//! Access to the MFC V4L2 node.
//!
//! Every interaction with the driver goes through the [`MfcDevice`] trait, so the buffer pools and
//! codec contexts can be driven by something else than an actual device node.
pub mod poller;

#[cfg(test)]
pub(crate) mod mock;

use std::fs::File;
use std::os::unix::io::{AsFd, AsRawFd, BorrowedFd, FromRawFd, RawFd};
use std::path::{Path, PathBuf};

use log::{debug, error};
use nix::errno::Errno;
use nix::fcntl::{open, OFlag};
use nix::poll::{poll, PollFd, PollFlags, PollTimeout};
use nix::sys::stat::Mode;

use crate::error::{VideoError, VideoResult};
use crate::ioctl::{
    self, Capability, DqBufError, DqBuffer, ExtControl, ExtCtrlError, GCropError, GFmtError,
    MmapError, PlaneMapping, QBufError, QBuffer, QueryBufError, QueryBufPlane, QueryBuffer,
    ReqbufsError, SCtrlError, StreamOffError, StreamOnError,
};
use crate::memory::MemoryType;
use crate::{Format, QueueType, Rect};

/// The operations the MFC driver is driven with.
///
/// All methods take `&self`: a device is shared by the two buffer pools of a codec, which may be
/// used from different threads.
pub trait MfcDevice: Send + Sync {
    /// Allocate `count` buffers on `queue`, or free them if `count` is 0. Returns the number of
    /// buffers actually allocated.
    fn reqbufs(&self, queue: QueueType, memory: MemoryType, count: u32)
        -> Result<u32, ReqbufsError>;
    fn querybuf(
        &self,
        queue: QueueType,
        memory: MemoryType,
        index: u32,
    ) -> Result<QueryBuffer, QueryBufError>;
    /// Map a plane previously described by `querybuf`.
    fn map_plane(&self, plane: &QueryBufPlane) -> Result<PlaneMapping, MmapError>;
    fn qbuf(&self, queue: QueueType, buffer: &QBuffer) -> Result<(), QBufError>;
    fn dqbuf(
        &self,
        queue: QueueType,
        memory: MemoryType,
        num_planes: usize,
    ) -> Result<DqBuffer, DqBufError>;
    fn streamon(&self, queue: QueueType) -> Result<(), StreamOnError>;
    fn streamoff(&self, queue: QueueType) -> Result<(), StreamOffError>;
    fn s_ctrl(&self, id: u32, value: i32) -> Result<(), SCtrlError>;
    fn g_ctrl(&self, id: u32) -> Result<i32, SCtrlError>;
    fn s_ext_ctrls(&self, ctrl_class: u32, ctrls: &mut [ExtControl]) -> Result<(), ExtCtrlError>;
    fn g_ext_ctrls(&self, ctrl_class: u32, ctrls: &mut [ExtControl]) -> Result<(), ExtCtrlError>;
    fn s_fmt(&self, queue: QueueType, format: &Format) -> Result<Format, GFmtError>;
    fn g_fmt(&self, queue: QueueType) -> Result<Format, GFmtError>;
    fn g_crop(&self, queue: QueueType) -> Result<Rect, GCropError>;
    /// Wait up to `timeout_ms` for one of `events`. Returns the events that occurred, which is
    /// empty if the timeout expired.
    fn poll(&self, events: PollFlags, timeout_ms: i32) -> Result<PollFlags, Errno>;
}

/// Options for opening an MFC node.
#[derive(Debug, Clone, PartialEq, Eq)]
pub struct DeviceConfig {
    pub path: PathBuf,
    /// Open the node with `O_NONBLOCK`, so dequeue returns immediately when no buffer is ready.
    pub non_blocking_dqbuf: bool,
    /// Period after which a wait on a queue polls again.
    pub poll_timeout_ms: i32,
}

impl DeviceConfig {
    pub fn new<P: AsRef<Path>>(path: P) -> Self {
        DeviceConfig {
            path: path.as_ref().to_path_buf(),
            non_blocking_dqbuf: false,
            poll_timeout_ms: -1,
        }
    }

    pub fn non_blocking_dqbuf(self) -> Self {
        DeviceConfig {
            non_blocking_dqbuf: true,
            ..self
        }
    }

    pub fn poll_timeout_ms(self, poll_timeout_ms: i32) -> Self {
        DeviceConfig {
            poll_timeout_ms,
            ..self
        }
    }

    /// Replace the path with the content of the `var` environment variable, if set.
    pub fn path_from_env(self, var: &str) -> Self {
        match std::env::var_os(var) {
            Some(path) if !path.is_empty() => {
                debug!("Using {:?} from {} as device node", path, var);
                DeviceConfig {
                    path: PathBuf::from(path),
                    ..self
                }
            }
            _ => self,
        }
    }
}

/// An opened MFC V4L2 node.
pub struct V4l2Device {
    pub capability: Capability,
    config: DeviceConfig,
    fd: File,
}

impl V4l2Device {
    /// Open the node described by `config` and check that it is a multi-planar codec.
    pub fn open(config: &DeviceConfig) -> VideoResult<Self> {
        let flags = OFlag::O_RDWR
            | OFlag::O_CLOEXEC
            | if config.non_blocking_dqbuf {
                OFlag::O_NONBLOCK
            } else {
                OFlag::empty()
            };

        let fd = open(&config.path, flags, Mode::empty()).map_err(|e| {
            error!("Cannot open {}: {}", config.path.display(), e);
            VideoError::Init(format!("cannot open {}: {}", config.path.display(), e))
        })?;
        // Safe because we are constructing a file from the fd we just opened.
        let fd = unsafe { File::from_raw_fd(fd) };

        let capability: Capability = ioctl::querycap(&fd)?;
        if !capability.is_mplane_codec() {
            return Err(VideoError::Init(format!(
                "{} ({}) is not a multi-planar codec: {}",
                config.path.display(),
                capability.card,
                capability.device_caps()
            )));
        }
        debug!(
            "Opened {} ({}, driver {})",
            config.path.display(),
            capability.card,
            capability.driver
        );

        Ok(V4l2Device {
            capability,
            config: config.clone(),
            fd,
        })
    }

    pub fn config(&self) -> &DeviceConfig {
        &self.config
    }
}

impl AsRawFd for V4l2Device {
    fn as_raw_fd(&self) -> RawFd {
        self.fd.as_raw_fd()
    }
}

impl AsFd for V4l2Device {
    fn as_fd(&self) -> BorrowedFd<'_> {
        self.fd.as_fd()
    }
}

impl MfcDevice for V4l2Device {
    fn reqbufs(
        &self,
        queue: QueueType,
        memory: MemoryType,
        count: u32,
    ) -> Result<u32, ReqbufsError> {
        ioctl::reqbufs(self, queue, memory, count)
    }

    fn querybuf(
        &self,
        queue: QueueType,
        memory: MemoryType,
        index: u32,
    ) -> Result<QueryBuffer, QueryBufError> {
        ioctl::querybuf(self, queue, memory, index)
    }

    fn map_plane(&self, plane: &QueryBufPlane) -> Result<PlaneMapping, MmapError> {
        ioctl::mmap(self, plane.mem_offset, plane.length)
    }

    fn qbuf(&self, queue: QueueType, buffer: &QBuffer) -> Result<(), QBufError> {
        ioctl::qbuf(self, queue, buffer)
    }

    fn dqbuf(
        &self,
        queue: QueueType,
        memory: MemoryType,
        num_planes: usize,
    ) -> Result<DqBuffer, DqBufError> {
        ioctl::dqbuf(self, queue, memory, num_planes)
    }

    fn streamon(&self, queue: QueueType) -> Result<(), StreamOnError> {
        ioctl::streamon(self, queue)
    }

    fn streamoff(&self, queue: QueueType) -> Result<(), StreamOffError> {
        ioctl::streamoff(self, queue)
    }

    fn s_ctrl(&self, id: u32, value: i32) -> Result<(), SCtrlError> {
        ioctl::s_ctrl(self, id, value).map(|_| ())
    }

    fn g_ctrl(&self, id: u32) -> Result<i32, SCtrlError> {
        ioctl::g_ctrl(self, id)
    }

    fn s_ext_ctrls(&self, ctrl_class: u32, ctrls: &mut [ExtControl]) -> Result<(), ExtCtrlError> {
        ioctl::s_ext_ctrls(self, ctrl_class, ctrls)
    }

    fn g_ext_ctrls(&self, ctrl_class: u32, ctrls: &mut [ExtControl]) -> Result<(), ExtCtrlError> {
        ioctl::g_ext_ctrls(self, ctrl_class, ctrls)
    }

    fn s_fmt(&self, queue: QueueType, format: &Format) -> Result<Format, GFmtError> {
        ioctl::s_fmt(self, queue, format)
    }

    fn g_fmt(&self, queue: QueueType) -> Result<Format, GFmtError> {
        ioctl::g_fmt(self, queue)
    }

    fn g_crop(&self, queue: QueueType) -> Result<Rect, GCropError> {
        ioctl::g_crop(self, queue)
    }

    fn poll(&self, events: PollFlags, timeout_ms: i32) -> Result<PollFlags, Errno> {
        // Negative timeouts below -1 are clamped to an infinite wait.
        let timeout = PollTimeout::try_from(timeout_ms).unwrap_or(PollTimeout::NONE);
        let mut poll_fd = [PollFd::new(self.fd.as_fd(), events)];

        match poll(&mut poll_fd, timeout)? {
            0 => Ok(PollFlags::empty()),
            _ => Ok(poll_fd[0].revents().unwrap_or(PollFlags::empty())),
        }
    }
}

Task prompt: The answer should consist of all lines from the records above that hold the word "MfcDevice".

Task answer:
//! Every interaction with the driver goes through the [`MfcDevice`] trait, so the buffer pools and
pub trait MfcDevice: Send + Sync {
impl MfcDevice for V4l2Device {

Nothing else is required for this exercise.